== Provided entries

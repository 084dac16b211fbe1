//! Lint command — validates a commit message against the configured format.

use std::fs;
use std::io::IsTerminal;
use std::path::PathBuf;

use anyhow::{bail, Context, Result};
use clap::Parser;

use super::display::{self, OutputFormat};
use crate::format::{FormatRegistry, ValidationResult};
use crate::prompt::TerminalPrompt;

/// Lint command options.
#[derive(Parser)]
pub struct LintCommand {
    /// Path to commit message file (used by Git hooks).
    #[arg(value_name = "COMMIT_MSG_FILE")]
    pub commit_msg_file: Option<PathBuf>,

    /// Commit message to lint (for CLI usage).
    #[arg(long, short)]
    pub message: Option<String>,

    /// Path to config file.
    #[arg(long, short)]
    pub config: Option<PathBuf>,

    /// Override format type (conventional, github, jira, custom).
    #[arg(long, short)]
    pub format_type: Option<String>,

    /// Disables interactive fixing when validation fails.
    #[arg(long)]
    pub no_interactive: bool,

    /// Output format for the validation result: text (default), json, yaml.
    #[arg(long, default_value = "text")]
    pub output_format: String,
}

impl LintCommand {
    /// Executes the lint command. Exits with code 1 when the message is
    /// invalid and no interactive fix happens.
    pub fn execute(self) -> Result<()> {
        let output_format: OutputFormat = self.output_format.parse().unwrap_or(OutputFormat::Text);

        let registry = FormatRegistry::builtin();
        let (config, format) =
            super::resolve_format(&registry, self.config.as_deref(), self.format_type.as_deref())?;

        let commit_message = if let Some(message) = &self.message {
            message.clone()
        } else if let Some(path) = &self.commit_msg_file {
            let raw = fs::read_to_string(path)
                .with_context(|| format!("Error reading commit message file: {}", path.display()))?;
            // Commit message files end with a newline; the grammars treat the
            // message as ending at the last content character.
            raw.trim_end().to_string()
        } else {
            bail!("No commit message provided. Use --message/-m or specify a commit message file.");
        };

        let result = format.validate(&commit_message);

        match output_format {
            OutputFormat::Json | OutputFormat::Yaml => {
                print_serialized(&result, output_format)?;
                if !result.is_valid() {
                    std::process::exit(1);
                }
                return Ok(());
            }
            OutputFormat::Text => {}
        }

        if result.is_valid() {
            println!("{}", display::valid_banner());
            return Ok(());
        }

        println!("{}", display::invalid_banner());
        display::print_errors(&result);

        // Interactive fixing only makes sense on a real terminal.
        let interactive = !self.no_interactive && std::io::stdout().is_terminal();
        if !interactive {
            std::process::exit(1);
        }

        println!("\nLet's fix your commit message...");
        println!("{}", display::builder_banner(format.format_name()));
        let mut prompt = TerminalPrompt::new();
        let new_message = format.prompt_for_message(&config, &mut prompt)?;

        if let Some(path) = &self.commit_msg_file {
            fs::write(path, &new_message)
                .with_context(|| format!("Failed to write commit message file: {}", path.display()))?;
            println!("New commit message saved to file.");
        } else {
            display::print_panel("Use this commit message", &new_message);
        }

        Ok(())
    }
}

fn print_serialized(result: &ValidationResult, output_format: OutputFormat) -> Result<()> {
    match output_format {
        OutputFormat::Json => {
            let rendered = serde_json::to_string_pretty(result)
                .context("Failed to serialize validation result to JSON")?;
            println!("{rendered}");
        }
        OutputFormat::Yaml => {
            let rendered = serde_yaml::to_string(result)
                .context("Failed to serialize validation result to YAML")?;
            print!("{rendered}");
        }
        OutputFormat::Text => {}
    }
    Ok(())
}
//! Configuration loading and discovery.
//!
//! Configuration is sourced from a `[tool.commit_lint]` table in
//! `pyproject.toml` or from a standalone `commit-lint.toml`, searched from
//! the current directory upwards. The parsed snapshot is handed to the
//! format handlers, which only ever read it.

use std::collections::HashMap;
use std::fs;
use std::path::{Path, PathBuf};

use anyhow::{anyhow, bail, Context, Result};
use serde::{Deserialize, Serialize};

/// File name of the standalone configuration file.
pub const STANDALONE_CONFIG_FILE: &str = "commit-lint.toml";

/// File name of the shared project manifest that may embed a
/// `[tool.commit_lint]` table.
pub const PYPROJECT_FILE: &str = "pyproject.toml";

/// The eleven standard Conventional Commit types.
pub const DEFAULT_TYPES: [&str; 11] = [
    "feat", "fix", "docs", "style", "refactor", "perf", "test", "build", "ci", "chore", "revert",
];

/// Required case of the first character of a subject description.
#[derive(Debug, Clone, Copy, PartialEq, Eq, Default, Serialize, Deserialize)]
#[serde(rename_all = "lowercase")]
pub enum SubjectCase {
    /// Description must start with a lowercase character.
    #[default]
    Lower,
    /// Description must start with an uppercase character.
    Upper,
    /// No case requirement.
    Any,
}

/// Parsed configuration snapshot consumed by the format handlers.
///
/// Every key is optional in the file; missing keys take the documented
/// defaults. Keys are format-specific — a handler only reads the keys it
/// knows about.
#[derive(Debug, Clone, PartialEq, Serialize, Deserialize)]
#[serde(default)]
pub struct FormatConfig {
    /// Which format handler to use: `conventional`, `github`, `jira`, `custom`.
    pub format_type: String,
    /// Valid commit types (conventional). Empty list disables the check.
    pub types: Vec<String>,
    /// Maximum subject line length (conventional: 100, github: 72).
    pub max_subject_length: Option<usize>,
    /// Case style for the first character of the description (conventional).
    pub subject_case: SubjectCase,
    /// Whether a scope is required (conventional).
    pub scope_required: bool,
    /// Allowed scopes (conventional). Absent or empty allows any scope.
    pub allowed_scopes: Option<Vec<String>>,
    /// Whether a body is required (conventional).
    pub body_required: bool,
    /// Whether a footer is required (conventional).
    pub footer_required: bool,
    /// Types allowed to carry the `!` breaking-change marker (conventional).
    pub allowed_breaking_changes: Vec<String>,
    /// Whether the description must not end with a period (conventional).
    pub no_period_end: bool,
    /// Whether the subject must use imperative mood (github).
    pub imperative_mood: bool,
    /// Whether an issue reference is required (github).
    pub issue_reference_required: bool,
    /// Issue reference keywords (github).
    pub keywords: Vec<String>,
    /// Allowed Jira project keys (jira). Empty allows any project key.
    pub jira_project_keys: Vec<String>,
    /// Whether a Jira issue ID is required (jira).
    pub require_issue_id: bool,
    /// Maximum message length after the issue ID (jira, default 72).
    pub max_message_length: Option<usize>,
    /// Regex pattern with named capture groups (custom, required there).
    pub custom_pattern: Option<String>,
    /// Template with `{group}` placeholders for message assembly (custom).
    pub message_template: Option<String>,
    /// Prompt text per named capture group (custom).
    pub prompts: HashMap<String, String>,
}

impl Default for FormatConfig {
    fn default() -> Self {
        Self {
            format_type: "conventional".to_string(),
            types: DEFAULT_TYPES.iter().map(ToString::to_string).collect(),
            max_subject_length: None,
            subject_case: SubjectCase::Lower,
            scope_required: false,
            allowed_scopes: None,
            body_required: false,
            footer_required: false,
            allowed_breaking_changes: vec!["feat".to_string(), "fix".to_string()],
            no_period_end: true,
            imperative_mood: true,
            issue_reference_required: false,
            keywords: vec![
                "Fixes".to_string(),
                "Closes".to_string(),
                "Resolves".to_string(),
            ],
            jira_project_keys: Vec::new(),
            require_issue_id: true,
            max_message_length: None,
            custom_pattern: None,
            message_template: None,
            prompts: HashMap::new(),
        }
    }
}

/// Loads configuration from an explicit path, or discovers it.
///
/// With an explicit path, a missing or unparseable file is an error. Without
/// one, candidates are searched from the current directory upwards and the
/// built-in defaults are used when nothing matches.
pub fn load_config(explicit: Option<&Path>) -> Result<FormatConfig> {
    match explicit {
        Some(path) => load_from_path(path),
        None => {
            let cwd = std::env::current_dir().context("Failed to determine current directory")?;
            Ok(search_config(&cwd))
        }
    }
}

/// Loads configuration from a specific file path.
pub fn load_from_path(path: &Path) -> Result<FormatConfig> {
    if !path.exists() {
        bail!("Config file not found: {}", path.display());
    }
    parse_config_file(path)
}

/// Returns candidate config paths in priority order, searching `start` and
/// all its ancestors. `pyproject.toml` wins over `commit-lint.toml` within
/// each directory.
pub fn config_search_paths(start: &Path) -> Vec<PathBuf> {
    let mut paths = Vec::new();
    for dir in start.ancestors() {
        paths.push(dir.join(PYPROJECT_FILE));
        paths.push(dir.join(STANDALONE_CONFIG_FILE));
    }
    paths
}

fn search_config(start: &Path) -> FormatConfig {
    for path in config_search_paths(start) {
        if !path.is_file() {
            continue;
        }
        match parse_config_file(&path) {
            Ok(config) => {
                tracing::debug!(path = %path.display(), "loaded commit-lint configuration");
                return config;
            }
            Err(err) => {
                // Unusable candidates (parse errors, no commit_lint table) are
                // skipped so an unrelated pyproject.toml does not end the search.
                tracing::debug!(path = %path.display(), error = %err, "skipping config candidate");
                continue;
            }
        }
    }

    FormatConfig::default()
}

fn parse_config_file(path: &Path) -> Result<FormatConfig> {
    let content = fs::read_to_string(path)
        .with_context(|| format!("Failed to read config file: {}", path.display()))?;

    if path.file_name().and_then(|n| n.to_str()) == Some(PYPROJECT_FILE) {
        extract_from_pyproject(&content)
            .with_context(|| format!("Error parsing {}", path.display()))
    } else {
        toml::from_str(&content).with_context(|| format!("Error parsing {}", path.display()))
    }
}

/// Extracts the `[tool.commit_lint]` table from pyproject.toml content.
fn extract_from_pyproject(content: &str) -> Result<FormatConfig> {
    let document: toml::Value = toml::from_str(content)?;

    let table = document
        .get("tool")
        .and_then(|tool| tool.get("commit_lint"))
        .ok_or_else(|| anyhow!("no [tool.commit_lint] table"))?;

    // Round-trip through a TOML string so the sub-table deserializes with
    // the same defaulting rules as a standalone file.
    let rendered = toml::to_string(table).context("Failed to re-serialize config table")?;
    Ok(toml::from_str(&rendered)?)
}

====

[What to work on]
Copying word for word, give each line of the data above from the first one through the line containing "use crate::prompt::TerminalPrompt;", and nothing else.

[Your response]
repository 084dac16b211fbe1
//! Lint command — validates a commit message against the configured format.

use std::fs;
use std::io::IsTerminal;
use std::path::PathBuf;

use anyhow::{bail, Context, Result};
use clap::Parser;

use super::display::{self, OutputFormat};
use crate::format::{FormatRegistry, ValidationResult};
use crate::prompt::TerminalPrompt;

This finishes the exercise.